01 C’est ainsi que, sous le règne d’Asarhaddone, je revins chez moi, et ma femme Anna me fut rendue, ainsi que mon fils Tobie. Lors de notre fête de la Pentecôte, qui est la sainte fête des Semaines, on me prépara un bon repas et je m’étendis pour le prendre.

02 On plaça devant moi une table et on me servit quantité de petits plats. Alors je dis à mon fils Tobie : « Va, mon enfant, essaie de trouver parmi nos frères déportés à Ninive un pauvre qui se souvienne de Dieu de tout son cœur ; amène-le pour qu’il partage mon repas. Moi, mon enfant, j’attendrai que tu sois de retour. »
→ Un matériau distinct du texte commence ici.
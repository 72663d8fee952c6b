use thiserror::Error;

#[derive(Error, Debug)]
pub enum ReportError {
    #[error("Malformed account code '{code}': segment '{segment}' is not numeric")]
    MalformedAccountCode { code: String, segment: String },

    #[error("Column {column} out of range: table has {count} columns")]
    ColumnOutOfRange { column: usize, count: usize },

    #[error("Row {row} out of range: table has {count} rows")]
    RowOutOfRange { row: usize, count: usize },

    #[error("Unknown account code: {0}")]
    UnknownAccount(String),

    #[error("Invalid year range {start}..={end}: start year is after end year")]
    InvalidYearRange { start: i32, end: i32 },

    #[error("Invalid date: {0}")]
    InvalidDate(String),

    #[error("Invalid precision {0}: must be at most 15 decimals")]
    InvalidPrecision(usize),

    #[error("Validation error for '{subject}': {details}")]
    ValidationError { subject: String, details: String },

    #[error("Statement store error: {0}")]
    Store(String),

    #[error("Import stopped: {0}")]
    ImportFailed(String),

    #[error("Serialization error: {0}")]
    SerializationError(#[from] serde_json::Error),

    #[error("IO error: {0}")]
    IoError(#[from] std::io::Error),
}

pub type Result<T> = std::result::Result<T, ReportError>;
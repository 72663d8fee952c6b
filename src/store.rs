use crate::error::Result;
use crate::schema::{
    AccountRecord, BalanceType, DateRange, DocumentType, IndicatorInput, StatementRow,
    StatementType,
};
use chrono::NaiveDate;
use serde::{Deserialize, Serialize};

/// Identifier of a filing company.
pub type EntityId = u32;

/// Source of filed statement data. Callers inject an implementation into the
/// builders; nothing in this crate holds a global connection.
pub trait StatementStore {
    /// Account lines of one filing.
    fn fetch_accounts(
        &self,
        entity_id: EntityId,
        reference_date: NaiveDate,
        document_type: DocumentType,
        statement_type: StatementType,
        balance_type: BalanceType,
    ) -> Result<Vec<AccountRecord>>;

    /// Named-field statement records whose reference date falls in `date_range`.
    fn fetch_statement_rows(
        &self,
        entity_id: EntityId,
        date_range: DateRange,
        document_type: DocumentType,
    ) -> Result<Vec<StatementRow>>;

    fn fetch_indicator_inputs(
        &self,
        entity_id: EntityId,
        document_type: DocumentType,
    ) -> Result<Vec<IndicatorInput>>;
}

impl<S: StatementStore + ?Sized> StatementStore for &S {
    fn fetch_accounts(
        &self,
        entity_id: EntityId,
        reference_date: NaiveDate,
        document_type: DocumentType,
        statement_type: StatementType,
        balance_type: BalanceType,
    ) -> Result<Vec<AccountRecord>> {
        (**self).fetch_accounts(
            entity_id,
            reference_date,
            document_type,
            statement_type,
            balance_type,
        )
    }

    fn fetch_statement_rows(
        &self,
        entity_id: EntityId,
        date_range: DateRange,
        document_type: DocumentType,
    ) -> Result<Vec<StatementRow>> {
        (**self).fetch_statement_rows(entity_id, date_range, document_type)
    }

    fn fetch_indicator_inputs(
        &self,
        entity_id: EntityId,
        document_type: DocumentType,
    ) -> Result<Vec<IndicatorInput>> {
        (**self).fetch_indicator_inputs(entity_id, document_type)
    }
}

#[derive(Debug, Clone, PartialEq, Serialize, Deserialize)]
pub struct FiledAccount {
    pub entity_id: EntityId,
    pub reference_date: NaiveDate,
    pub document_type: DocumentType,
    pub statement_type: StatementType,
    pub balance_type: BalanceType,
    pub record: AccountRecord,
}

#[derive(Debug, Clone, PartialEq, Serialize, Deserialize)]
pub struct FiledStatement {
    pub entity_id: EntityId,
    pub document_type: DocumentType,
    pub row: StatementRow,
}

#[derive(Debug, Clone, PartialEq, Serialize, Deserialize)]
pub struct FiledIndicatorInput {
    pub entity_id: EntityId,
    pub document_type: DocumentType,
    pub input: IndicatorInput,
}

/// Any record an [`InMemoryStore`] can hold.
#[derive(Debug, Clone, PartialEq, Serialize, Deserialize)]
#[serde(tag = "kind", rename_all = "snake_case")]
pub enum FiledRecord {
    Account(FiledAccount),
    Statement(FiledStatement),
    IndicatorInput(FiledIndicatorInput),
}

/// Store backed by plain vectors. Results come back ordered by reference date.
#[derive(Debug, Clone, Default, Serialize, Deserialize)]
pub struct InMemoryStore {
    #[serde(default)]
    pub accounts: Vec<FiledAccount>,
    #[serde(default)]
    pub statements: Vec<FiledStatement>,
    #[serde(default)]
    pub indicator_inputs: Vec<FiledIndicatorInput>,
}

impl InMemoryStore {
    pub fn new() -> Self {
        Self::default()
    }

    pub fn from_json(json: &str) -> Result<Self> {
        Ok(serde_json::from_str(json)?)
    }

    pub fn insert(&mut self, record: FiledRecord) {
        match record {
            FiledRecord::Account(account) => self.accounts.push(account),
            FiledRecord::Statement(statement) => self.statements.push(statement),
            FiledRecord::IndicatorInput(input) => self.indicator_inputs.push(input),
        }
    }

    pub fn len(&self) -> usize {
        self.accounts.len() + self.statements.len() + self.indicator_inputs.len()
    }

    pub fn is_empty(&self) -> bool {
        self.len() == 0
    }

    pub fn insert_account(
        &mut self,
        entity_id: EntityId,
        reference_date: NaiveDate,
        document_type: DocumentType,
        statement_type: StatementType,
        balance_type: BalanceType,
        record: AccountRecord,
    ) {
        self.accounts.push(FiledAccount {
            entity_id,
            reference_date,
            document_type,
            statement_type,
            balance_type,
            record,
        });
    }

    pub fn insert_statement_row(
        &mut self,
        entity_id: EntityId,
        document_type: DocumentType,
        row: StatementRow,
    ) {
        self.statements.push(FiledStatement {
            entity_id,
            document_type,
            row,
        });
    }

    pub fn insert_indicator_input(
        &mut self,
        entity_id: EntityId,
        document_type: DocumentType,
        input: IndicatorInput,
    ) {
        self.indicator_inputs.push(FiledIndicatorInput {
            entity_id,
            document_type,
            input,
        });
    }
}

impl StatementStore for InMemoryStore {
    fn fetch_accounts(
        &self,
        entity_id: EntityId,
        reference_date: NaiveDate,
        document_type: DocumentType,
        statement_type: StatementType,
        balance_type: BalanceType,
    ) -> Result<Vec<AccountRecord>> {
        Ok(self
            .accounts
            .iter()
            .filter(|filed| {
                filed.entity_id == entity_id
                    && filed.reference_date == reference_date
                    && filed.document_type == document_type
                    && filed.statement_type == statement_type
                    && filed.balance_type == balance_type
            })
            .map(|filed| filed.record.clone())
            .collect())
    }

    /// Rows without a reference date cannot be range-checked and are passed
    /// through for the caller to discard.
    fn fetch_statement_rows(
        &self,
        entity_id: EntityId,
        date_range: DateRange,
        document_type: DocumentType,
    ) -> Result<Vec<StatementRow>> {
        let mut rows: Vec<StatementRow> = self
            .statements
            .iter()
            .filter(|filed| filed.entity_id == entity_id && filed.document_type == document_type)
            .filter(|filed| {
                filed
                    .row
                    .reference_date
                    .map_or(true, |date| date_range.contains(date))
            })
            .map(|filed| filed.row.clone())
            .collect();

        rows.sort_by_key(|row| row.reference_date);
        Ok(rows)
    }

    fn fetch_indicator_inputs(
        &self,
        entity_id: EntityId,
        document_type: DocumentType,
    ) -> Result<Vec<IndicatorInput>> {
        let mut inputs: Vec<IndicatorInput> = self
            .indicator_inputs
            .iter()
            .filter(|filed| filed.entity_id == entity_id && filed.document_type == document_type)
            .map(|filed| filed.input.clone())
            .collect();

        inputs.sort_by_key(|input| input.reference_date);
        Ok(inputs)
    }
}
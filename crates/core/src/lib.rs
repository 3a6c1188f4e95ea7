#![forbid(unsafe_code)]

pub mod calculators;
pub mod events;
pub mod import;
pub mod model;
pub mod time;

pub use time::Clock;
03 Tobie partit chercher un pauvre parmi nos frères. À son retour, il dit : « Père ! – Qu’y a-t-il, mon enfant ? – Père, quelqu’un de notre nation a été assassiné ; il a été jeté sur la place publique, il vient d’y être étranglé. »

04 Laissant là mon repas avant même d’y avoir touché, je me précipitai, j’enlevai de la place le cadavre que je déposai dans une dépendance en attendant le coucher du soleil pour l’enterrer.

05 À mon retour, je pris un bain et je mangeai mon pain dans le deuil,

06 en me rappelant la parole que le prophète Amos avait dite sur Béthel : « Vos fêtes se changeront en deuil, et tous vos chants en lamentation. »

07 Et je me mis à pleurer. Puis, quand le soleil fut couché, je partis creuser une tombe pour enterrer le mort.

08 Mes voisins se moquaient de moi : « N’a-t-il donc plus peur ?, disaient-ils. On l’a déjà recherché pour le tuer à cause de cette manière d’agir, et il a dû s’enfuir. Et voilà qu’il recommence à enterrer les morts ! »

09 Cette nuit-là, je pris un bain, puis j’entrai dans la cour de ma maison et je m’étendis contre le mur de la cour, le visage découvert à cause de la chaleur.

10 Je ne m’aperçus pas qu’il y avait des moineaux dans le mur, au-dessus de moi, et leur fiente me tomba toute chaude dans les yeux et provoqua des leucomes. Je me rendis chez les médecins pour être soigné, mais plus ils m’appliquaient leurs baumes, plus ce voile blanchâtre m’empêchait de voir, et je finis par devenir complètement aveugle : je restai privé de la vue durant quatre ans. Tous mes frères s’apitoyaient sur mon sort, et Ahikar pourvut à mes besoins pendant deux ans jusqu’à son départ pour l’Élymaïde.

11 Pendant ce temps-là, ma femme Anna, pour gagner sa vie, exécutait des travaux d’ouvrière,

12 qu’elle livrait à ses patrons, et ceux-ci lui réglaient son salaire. Or, le sept du mois de Dystros, elle acheva une pièce de tissu et l’envoya à ses patrons ; ils lui réglèrent tout ce qu’ils lui devaient et, pour un repas de fête, ils lui offrirent un chevreau pris à sa mère.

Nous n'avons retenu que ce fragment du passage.